Spatial data structures with efficient dynamic updates


I am looking for a python library which does approximate (or exact, no problem with that) nearest neighbor search which has fast dynamic updates. (it seems that the scipy.spatial ones, like KDTree or BallTree do not. It would be even better if this were GPU compatible, but we should not be too greedy.


Solution

  • Have a look at https://github.com/erikbern/ann-benchmarks I don't really know the project, but it appears to written in Python and implements all kind of (A)NN search indices. However, I assume many of them are not written in Python but other languages.

    Unfortunately, I think this project does not benchmark updateability.

    Personally, I know next to nothing about ANN, so I am going to focus on exact NN. The best index for you situation depends on several factors: do you dynamically only add or also remove entries? How many dimension do you have? How big is your dataset?

    Tree types:

    • In my experience, KDtrees are actually not very good at removing entries, but they are good as long as you only add entries (occasional rebalancing may be required).

    If you want to quickly add AND remove entries, I suggest looking at LSH (locality sensitive hashing), R-Trees, and quadtrees.

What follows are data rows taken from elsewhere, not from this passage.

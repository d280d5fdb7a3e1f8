// SPDX-License-Identifier: MIT
// Copyright (c) 2026 Alfred Jean LLC

//! Dual execution of a case through the reference interpreter and the shell
//! under test.

use crate::interpreter::{Interpreter, InterpreterError};
use crate::normalize::Normalizer;
use crate::probe::CapabilityProbe;
use crate::suite::TestCase;

/// Result of executing one case
#[derive(Clone, Debug, PartialEq, Eq)]
pub enum Execution {
    /// The reference interpreter cannot run the case's conditional test
    Skipped,
    /// Both outputs were resolved
    Compared { expected: String, actual: String },
}

/// Runs cases through a reference interpreter and a shell under test.
pub struct DualExecutor<R, S> {
    reference: R,
    shell: S,
    normalizer: Normalizer,
    conditional_keywords: Vec<String>,
}

impl<R: Interpreter, S: Interpreter> DualExecutor<R, S> {
    pub fn new(
        reference: R,
        shell: S,
        normalizer: Normalizer,
        conditional_keywords: Vec<String>,
    ) -> Self {
        Self {
            reference,
            shell,
            normalizer,
            conditional_keywords,
        }
    }

    pub fn reference(&self) -> &R {
        &self.reference
    }

    pub fn shell(&self) -> &S {
        &self.shell
    }

    /// Skip check, then expected and actual output.
    pub fn execute(
        &self,
        case: &TestCase<'_>,
        probe: &CapabilityProbe,
    ) -> Result<Execution, InterpreterError> {
        self.execute_with(case, probe, || Ok(()))
    }

    /// Like [`execute`](Self::execute), calling `on_run` once the case is
    /// known not to be skipped and before either interpreter runs it.
    pub fn execute_with<E, F>(
        &self,
        case: &TestCase<'_>,
        probe: &CapabilityProbe,
        on_run: F,
    ) -> Result<Execution, E>
    where
        E: From<InterpreterError>,
        F: FnOnce() -> Result<(), E>,
    {
        if self.should_skip(case, probe)? {
            return Ok(Execution::Skipped);
        }
        on_run()?;
        let (expected, actual) = self.outputs(case)?;
        Ok(Execution::Compared { expected, actual })
    }

    /// Whether the case needs `[ ... ]` that the reference interpreter lacks.
    ///
    /// The probe is only consulted for cases that use a conditional test.
    pub fn should_skip(
        &self,
        case: &TestCase<'_>,
        probe: &CapabilityProbe,
    ) -> Result<bool, InterpreterError> {
        if !requires_conditional_test(case.command, self.conditional_keywords.as_slice()) {
            return Ok(false);
        }
        Ok(probe.resolve(&self.reference)?.is_unsupported())
    }

    /// Expected output (override or reference run) and actual output.
    pub fn outputs(&self, case: &TestCase<'_>) -> Result<(String, String), InterpreterError> {
        let expected = match case.expected_override {
            Some(literal) => literal.to_string(),
            None => {
                let normalized = self.normalizer.normalize(case.command);
                self.reference.run(&normalized)?.text
            }
        };
        let actual = self.shell.run(case.command)?.text;
        Ok((expected, actual))
    }
}

/// Whether `command` opens with a conditional keyword followed by `[`.
///
/// Only spaces may separate the keyword and the bracket.
pub fn requires_conditional_test<K: AsRef<str>>(command: &str, keywords: &[K]) -> bool {
    keywords.iter().any(|keyword| {
        command
            .strip_prefix(keyword.as_ref())
            .is_some_and(|rest| rest.trim_start_matches(' ').starts_with('['))
    })
}

#[cfg(test)]
#[path = "executor_tests.rs"]
mod tests;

    • However, as far as I am aware, LSH doesn't work well with higher dimensionality, but I don't really know LSH.
    • R-trees deal much better with higher dimensionality, at least up to a few 10s of 100s of dimensions; I found that the performance depends a lot on the specific implementation.
    • Most quadtrees do not work well with high dimensions, however, the PH-tree (disclaimer: my own project) works quite well with high dimensions, I have tested the Java version with 1000 dimensions and it worked "fine" (however, with that many dimensions, "fine" just means it is not worse than a brute force scan); I suggest using it for up to 50 dimensions or so.

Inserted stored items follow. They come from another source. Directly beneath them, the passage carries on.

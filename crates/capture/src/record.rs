// SPDX-License-Identifier: MIT
// Copyright (c) 2026 Alfred Jean LLC

//! Recorded case data types.

use serde::{Deserialize, Serialize};

/// One test case as recorded in a run log
#[derive(Clone, Debug, PartialEq, Eq, Serialize, Deserialize)]
pub struct CaseRecord {
    /// Sequence number, in execution order
    pub seq: u64,

    /// Milliseconds since the log was created
    pub elapsed_ms: u64,

    /// Original command text as sent to the shell under test
    pub command: String,

    /// What happened to the case
    pub outcome: RecordedOutcome,
}

/// Recorded outcome of a case
#[derive(Clone, Debug, PartialEq, Eq, Serialize, Deserialize)]
#[serde(tag = "type", rename_all = "snake_case")]
pub enum RecordedOutcome {
    Passed {
        expected: String,
    },
    Failed {
        expected: String,
        actual: String,
    },
    Skipped {
        reason: String,
    },
}

impl RecordedOutcome {
    /// Short lowercase label, matching the serialized tag
    pub fn label(&self) -> &'static str {
        match self {
            RecordedOutcome::Passed { .. } => "passed",
            RecordedOutcome::Failed { .. } => "failed",
            RecordedOutcome::Skipped { .. } => "skipped",
        }
    }
}

#[cfg(test)]
#[path = "record_tests.rs"]
mod tests;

    If you are interested, I compared numerous indexes (Java implementations) here. Figure 32-35 show kNN performance for 1NN and 10NN queries with 1'000'000 entries up to 40 dimensions. CU-P is a dataset with uniformly distributed points, CL-P is a highly clustered dataset. Fig. 42 and 44 show update rates (removing a point and inserting another point somewhere else).

    Implementations of the indexes are available here (Java), the PH-tree is also available in C++.